Task to carry out: Taking the listing below, restate word for word each line from the line with "does not exist." to the line with "and aggregates cascade.", ends included, and stop there.

Records shown:
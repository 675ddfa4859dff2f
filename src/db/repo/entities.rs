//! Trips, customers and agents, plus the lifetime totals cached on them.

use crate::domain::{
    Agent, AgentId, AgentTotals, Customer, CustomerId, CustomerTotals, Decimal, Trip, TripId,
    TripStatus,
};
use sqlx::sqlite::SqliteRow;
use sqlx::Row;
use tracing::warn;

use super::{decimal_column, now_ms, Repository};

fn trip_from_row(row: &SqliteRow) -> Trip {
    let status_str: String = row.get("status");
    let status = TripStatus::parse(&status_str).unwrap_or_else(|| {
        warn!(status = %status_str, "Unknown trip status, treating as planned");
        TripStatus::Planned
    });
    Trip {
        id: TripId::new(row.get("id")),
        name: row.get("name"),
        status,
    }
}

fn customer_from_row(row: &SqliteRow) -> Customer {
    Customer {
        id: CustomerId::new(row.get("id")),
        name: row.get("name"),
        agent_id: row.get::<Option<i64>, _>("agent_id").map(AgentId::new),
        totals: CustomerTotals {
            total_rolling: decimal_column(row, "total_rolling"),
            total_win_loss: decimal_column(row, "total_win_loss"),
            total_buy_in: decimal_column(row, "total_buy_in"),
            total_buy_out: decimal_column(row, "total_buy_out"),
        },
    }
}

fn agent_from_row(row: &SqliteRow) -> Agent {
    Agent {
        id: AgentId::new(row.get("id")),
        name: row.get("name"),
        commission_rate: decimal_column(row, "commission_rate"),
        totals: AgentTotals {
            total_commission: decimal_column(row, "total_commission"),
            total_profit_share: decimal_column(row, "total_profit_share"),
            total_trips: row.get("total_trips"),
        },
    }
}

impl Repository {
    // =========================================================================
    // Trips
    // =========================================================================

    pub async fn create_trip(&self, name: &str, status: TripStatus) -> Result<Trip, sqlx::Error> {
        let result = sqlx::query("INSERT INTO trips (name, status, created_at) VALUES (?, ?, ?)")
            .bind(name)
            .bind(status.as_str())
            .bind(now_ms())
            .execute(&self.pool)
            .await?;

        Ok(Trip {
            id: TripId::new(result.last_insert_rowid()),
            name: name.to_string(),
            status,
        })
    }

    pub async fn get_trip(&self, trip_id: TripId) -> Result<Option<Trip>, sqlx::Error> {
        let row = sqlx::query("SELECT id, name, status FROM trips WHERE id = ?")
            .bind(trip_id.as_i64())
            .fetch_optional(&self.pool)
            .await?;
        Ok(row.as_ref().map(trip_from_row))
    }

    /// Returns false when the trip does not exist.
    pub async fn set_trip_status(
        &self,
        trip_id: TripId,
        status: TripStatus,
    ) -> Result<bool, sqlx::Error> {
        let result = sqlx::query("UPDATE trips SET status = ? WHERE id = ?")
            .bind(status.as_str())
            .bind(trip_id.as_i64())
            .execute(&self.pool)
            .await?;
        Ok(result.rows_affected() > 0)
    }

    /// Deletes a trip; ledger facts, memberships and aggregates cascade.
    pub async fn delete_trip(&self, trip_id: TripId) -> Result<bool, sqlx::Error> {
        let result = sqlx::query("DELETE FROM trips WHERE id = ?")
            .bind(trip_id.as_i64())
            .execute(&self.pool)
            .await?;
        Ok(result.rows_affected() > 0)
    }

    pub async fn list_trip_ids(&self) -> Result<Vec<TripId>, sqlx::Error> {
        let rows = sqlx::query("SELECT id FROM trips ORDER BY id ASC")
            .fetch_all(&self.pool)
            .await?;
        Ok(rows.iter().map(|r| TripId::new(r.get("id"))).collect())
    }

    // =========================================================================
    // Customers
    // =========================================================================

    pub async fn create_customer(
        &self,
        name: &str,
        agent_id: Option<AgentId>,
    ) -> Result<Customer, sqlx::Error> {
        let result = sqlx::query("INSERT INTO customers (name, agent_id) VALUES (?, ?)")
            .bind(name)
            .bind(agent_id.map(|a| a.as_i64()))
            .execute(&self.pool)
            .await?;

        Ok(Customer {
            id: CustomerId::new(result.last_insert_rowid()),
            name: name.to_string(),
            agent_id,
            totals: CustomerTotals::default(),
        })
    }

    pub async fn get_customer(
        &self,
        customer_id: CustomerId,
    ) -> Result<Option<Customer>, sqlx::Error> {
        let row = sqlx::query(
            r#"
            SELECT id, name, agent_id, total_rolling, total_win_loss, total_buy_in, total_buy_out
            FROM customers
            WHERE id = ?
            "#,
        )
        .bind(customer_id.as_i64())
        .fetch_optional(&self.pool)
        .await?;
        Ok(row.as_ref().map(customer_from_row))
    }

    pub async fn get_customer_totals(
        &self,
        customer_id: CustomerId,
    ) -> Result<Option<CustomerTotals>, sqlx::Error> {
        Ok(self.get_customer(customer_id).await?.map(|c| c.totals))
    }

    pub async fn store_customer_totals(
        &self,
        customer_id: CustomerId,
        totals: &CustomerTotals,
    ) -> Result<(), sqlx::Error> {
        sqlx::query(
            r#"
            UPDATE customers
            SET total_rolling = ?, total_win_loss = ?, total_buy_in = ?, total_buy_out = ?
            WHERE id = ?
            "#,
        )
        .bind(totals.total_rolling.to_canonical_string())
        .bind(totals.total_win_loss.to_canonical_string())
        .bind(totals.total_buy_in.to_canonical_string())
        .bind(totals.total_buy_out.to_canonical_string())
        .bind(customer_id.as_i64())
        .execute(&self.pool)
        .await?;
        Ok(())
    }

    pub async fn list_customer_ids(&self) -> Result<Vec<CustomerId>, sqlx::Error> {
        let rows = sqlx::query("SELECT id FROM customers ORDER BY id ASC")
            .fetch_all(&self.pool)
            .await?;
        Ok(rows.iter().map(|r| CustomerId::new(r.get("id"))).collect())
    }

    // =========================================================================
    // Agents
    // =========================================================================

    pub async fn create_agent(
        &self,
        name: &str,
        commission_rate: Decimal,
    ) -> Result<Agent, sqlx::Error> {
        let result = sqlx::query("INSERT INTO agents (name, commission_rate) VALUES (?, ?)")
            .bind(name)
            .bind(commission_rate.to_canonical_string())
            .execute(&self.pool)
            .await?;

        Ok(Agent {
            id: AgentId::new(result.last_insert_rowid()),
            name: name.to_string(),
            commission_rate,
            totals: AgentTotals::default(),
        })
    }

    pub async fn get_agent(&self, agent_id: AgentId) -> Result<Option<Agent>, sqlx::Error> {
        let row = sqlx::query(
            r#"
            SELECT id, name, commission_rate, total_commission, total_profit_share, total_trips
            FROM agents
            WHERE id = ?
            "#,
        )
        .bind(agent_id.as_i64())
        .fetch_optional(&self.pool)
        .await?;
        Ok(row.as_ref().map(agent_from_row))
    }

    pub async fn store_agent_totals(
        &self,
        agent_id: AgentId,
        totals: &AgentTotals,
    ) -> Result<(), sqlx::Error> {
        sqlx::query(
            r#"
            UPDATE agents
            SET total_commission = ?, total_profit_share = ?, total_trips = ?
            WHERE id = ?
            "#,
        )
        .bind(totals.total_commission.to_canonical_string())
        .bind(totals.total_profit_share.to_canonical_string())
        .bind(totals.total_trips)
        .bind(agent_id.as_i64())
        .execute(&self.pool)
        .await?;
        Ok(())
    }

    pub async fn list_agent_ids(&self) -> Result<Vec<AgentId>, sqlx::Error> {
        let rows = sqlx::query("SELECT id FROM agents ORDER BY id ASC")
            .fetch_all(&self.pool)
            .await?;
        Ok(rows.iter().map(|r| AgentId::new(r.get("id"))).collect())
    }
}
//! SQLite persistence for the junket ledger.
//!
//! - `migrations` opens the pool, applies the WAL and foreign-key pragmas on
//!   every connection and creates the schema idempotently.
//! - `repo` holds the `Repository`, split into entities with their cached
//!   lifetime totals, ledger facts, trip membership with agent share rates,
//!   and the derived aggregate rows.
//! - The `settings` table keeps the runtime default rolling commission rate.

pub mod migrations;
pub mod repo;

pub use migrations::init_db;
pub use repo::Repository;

---

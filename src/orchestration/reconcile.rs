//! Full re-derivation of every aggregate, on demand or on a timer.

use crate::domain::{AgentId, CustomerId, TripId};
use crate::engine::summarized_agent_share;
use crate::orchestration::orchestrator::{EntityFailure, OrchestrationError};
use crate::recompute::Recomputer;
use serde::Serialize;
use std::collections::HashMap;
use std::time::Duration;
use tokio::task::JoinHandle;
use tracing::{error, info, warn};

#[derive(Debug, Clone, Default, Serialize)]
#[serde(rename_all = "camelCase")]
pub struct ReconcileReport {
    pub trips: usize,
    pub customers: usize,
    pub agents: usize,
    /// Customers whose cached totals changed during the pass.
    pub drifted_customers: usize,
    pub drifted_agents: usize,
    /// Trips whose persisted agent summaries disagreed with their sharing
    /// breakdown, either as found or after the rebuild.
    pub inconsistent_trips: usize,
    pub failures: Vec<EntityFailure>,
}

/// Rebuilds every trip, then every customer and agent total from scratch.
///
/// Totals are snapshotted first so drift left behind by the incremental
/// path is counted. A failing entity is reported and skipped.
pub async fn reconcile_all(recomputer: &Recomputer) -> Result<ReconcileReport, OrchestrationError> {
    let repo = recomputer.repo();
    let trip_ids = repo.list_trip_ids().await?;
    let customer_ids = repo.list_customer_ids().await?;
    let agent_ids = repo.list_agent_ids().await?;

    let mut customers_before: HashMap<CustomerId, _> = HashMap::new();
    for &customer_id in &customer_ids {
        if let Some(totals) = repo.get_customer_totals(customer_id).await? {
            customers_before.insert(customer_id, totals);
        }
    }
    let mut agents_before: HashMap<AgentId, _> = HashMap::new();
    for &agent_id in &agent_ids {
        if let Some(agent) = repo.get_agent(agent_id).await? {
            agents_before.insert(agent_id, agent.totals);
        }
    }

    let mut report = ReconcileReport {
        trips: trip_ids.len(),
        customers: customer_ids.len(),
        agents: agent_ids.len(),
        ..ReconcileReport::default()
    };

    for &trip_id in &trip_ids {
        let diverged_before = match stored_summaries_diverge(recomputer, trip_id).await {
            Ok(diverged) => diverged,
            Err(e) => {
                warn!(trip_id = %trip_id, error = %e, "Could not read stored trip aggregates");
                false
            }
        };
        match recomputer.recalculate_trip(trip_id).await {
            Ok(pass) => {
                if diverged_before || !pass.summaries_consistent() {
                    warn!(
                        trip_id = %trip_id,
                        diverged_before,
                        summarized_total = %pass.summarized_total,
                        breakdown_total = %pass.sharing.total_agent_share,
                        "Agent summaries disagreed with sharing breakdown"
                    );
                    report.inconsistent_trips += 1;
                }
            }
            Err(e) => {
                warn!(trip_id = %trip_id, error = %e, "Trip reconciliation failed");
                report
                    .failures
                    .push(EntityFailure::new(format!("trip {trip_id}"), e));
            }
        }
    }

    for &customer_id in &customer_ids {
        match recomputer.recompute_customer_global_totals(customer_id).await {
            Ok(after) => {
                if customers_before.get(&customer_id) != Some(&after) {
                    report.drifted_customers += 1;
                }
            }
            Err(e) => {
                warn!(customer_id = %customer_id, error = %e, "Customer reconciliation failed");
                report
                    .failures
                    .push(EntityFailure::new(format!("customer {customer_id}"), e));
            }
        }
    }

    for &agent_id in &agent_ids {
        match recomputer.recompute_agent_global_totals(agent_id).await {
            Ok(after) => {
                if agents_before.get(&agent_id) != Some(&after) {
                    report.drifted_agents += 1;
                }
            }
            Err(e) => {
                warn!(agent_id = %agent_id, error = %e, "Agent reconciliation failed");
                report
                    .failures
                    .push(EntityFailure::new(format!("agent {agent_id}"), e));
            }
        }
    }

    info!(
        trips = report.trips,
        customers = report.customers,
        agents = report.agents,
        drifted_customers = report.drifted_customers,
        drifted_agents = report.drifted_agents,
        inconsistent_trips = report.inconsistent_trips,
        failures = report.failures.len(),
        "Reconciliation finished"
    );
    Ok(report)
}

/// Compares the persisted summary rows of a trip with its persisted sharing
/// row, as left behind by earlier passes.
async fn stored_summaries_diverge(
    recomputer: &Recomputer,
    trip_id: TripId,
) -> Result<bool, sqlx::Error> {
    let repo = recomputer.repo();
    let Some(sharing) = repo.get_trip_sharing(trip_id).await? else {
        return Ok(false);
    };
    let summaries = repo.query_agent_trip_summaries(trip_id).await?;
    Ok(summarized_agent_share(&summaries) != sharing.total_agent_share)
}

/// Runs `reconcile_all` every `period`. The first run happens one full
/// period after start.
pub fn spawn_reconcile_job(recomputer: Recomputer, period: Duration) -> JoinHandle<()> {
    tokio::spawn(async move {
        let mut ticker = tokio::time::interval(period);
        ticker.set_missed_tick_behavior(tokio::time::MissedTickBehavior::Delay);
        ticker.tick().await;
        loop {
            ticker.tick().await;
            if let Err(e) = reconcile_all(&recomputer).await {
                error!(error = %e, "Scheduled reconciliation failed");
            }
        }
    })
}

Output:
    /// Returns false when the trip does not exist.
    pub async fn set_trip_status(
        &self,
        trip_id: TripId,
        status: TripStatus,
    ) -> Result<bool, sqlx::Error> {
        let result = sqlx::query("UPDATE trips SET status = ? WHERE id = ?")
            .bind(status.as_str())
            .bind(trip_id.as_i64())
            .execute(&self.pool)
            .await?;
        Ok(result.rows_affected() > 0)
    }

    /// Deletes a trip; ledger facts, memberships and aggregates cascade.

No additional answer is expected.